YOUR TASK:
Only a number is wanted here: the count of lines in the entries below that include the word "FakeSheet".

RECORDS SHOWN:

+ + + +

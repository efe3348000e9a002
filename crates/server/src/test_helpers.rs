use std::sync::Arc;

use axum::{
    Router,
    body::to_bytes,
    response::{IntoResponse, Response},
    routing::{get, post},
};
use chrono::Days;
use serde_json::{Value, json};
use tokio::{net::TcpListener, sync::Mutex};
use tripboard::{Config, shared::time::today};

use crate::state::AppState;

/// Nothing listens on port 1, connects fail straight away.
pub(crate) const UNREACHABLE_URL: &str = "http://127.0.0.1:1/exec";

/// A stand-in for the trip sheet: `GET /exec` serves `trips`, `POST /exec`
/// records each form body it receives.
pub(crate) struct FakeSheet {
    pub url: String,
    pub received: Arc<Mutex<Vec<String>>>,
}

pub(crate) async fn fake_sheet(trips: Value) -> FakeSheet {
    let received: Arc<Mutex<Vec<String>>> = Arc::default();
    let body = trips.to_string();
    let sink = received.clone();
    let app = Router::new().route(
        "/exec",
        get(move || async move { body })
            .post(move |form: String| async move { sink.lock().await.push(form) }),
    );
    let listener = TcpListener::bind("127.0.0.1:0")
        .await
        .expect("bind fake sheet");
    let address = listener.local_addr().expect("fake sheet address");
    tokio::spawn(async move { axum::serve(listener, app).await });
    FakeSheet {
        url: format!("http://{address}/exec"),
        received,
    }
}

/// One row per destination, each starting `starts_in` days from today.
pub(crate) fn trip_rows(rows: &[(&str, u64, i64, f64, f64)]) -> Value {
    let rows: Vec<Value> = rows
        .iter()
        .map(|(destination, starts_in, remaining, base, offer)| {
            let start = today()
                .checked_add_days(Days::new(*starts_in))
                .expect("start date");
            json!({
                "Destination": destination,
                "Status": "ACTIVE",
                "Start_Date": start.to_string(),
                "End_Date": start.to_string(),
                "Total_Slots": 20,
                "Remaining_Slots": remaining,
                "Base_Price": base,
                "Offer_Price": offer,
            })
        })
        .collect();
    Value::Array(rows)
}

pub(crate) fn state(trips_url: &str, form_url: Option<&str>) -> Arc<AppState> {
    let mut config = Config::new(trips_url);
    if let Some(url) = form_url {
        config = config.with_inquiry_form_url(url);
    }
    Arc::new(AppState::new(config, reqwest::Client::new()))
}

pub(crate) async fn into_json(response: impl IntoResponse) -> (u16, Value) {
    let response: Response = response.into_response();
    let status = response.status().as_u16();
    let bytes = to_bytes(response.into_body(), usize::MAX)
        .await
        .expect("response body");
    let json = serde_json::from_slice(&bytes).expect("json body");
    (status, json)
}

+ + + +

SOLVED PROBLEM:
3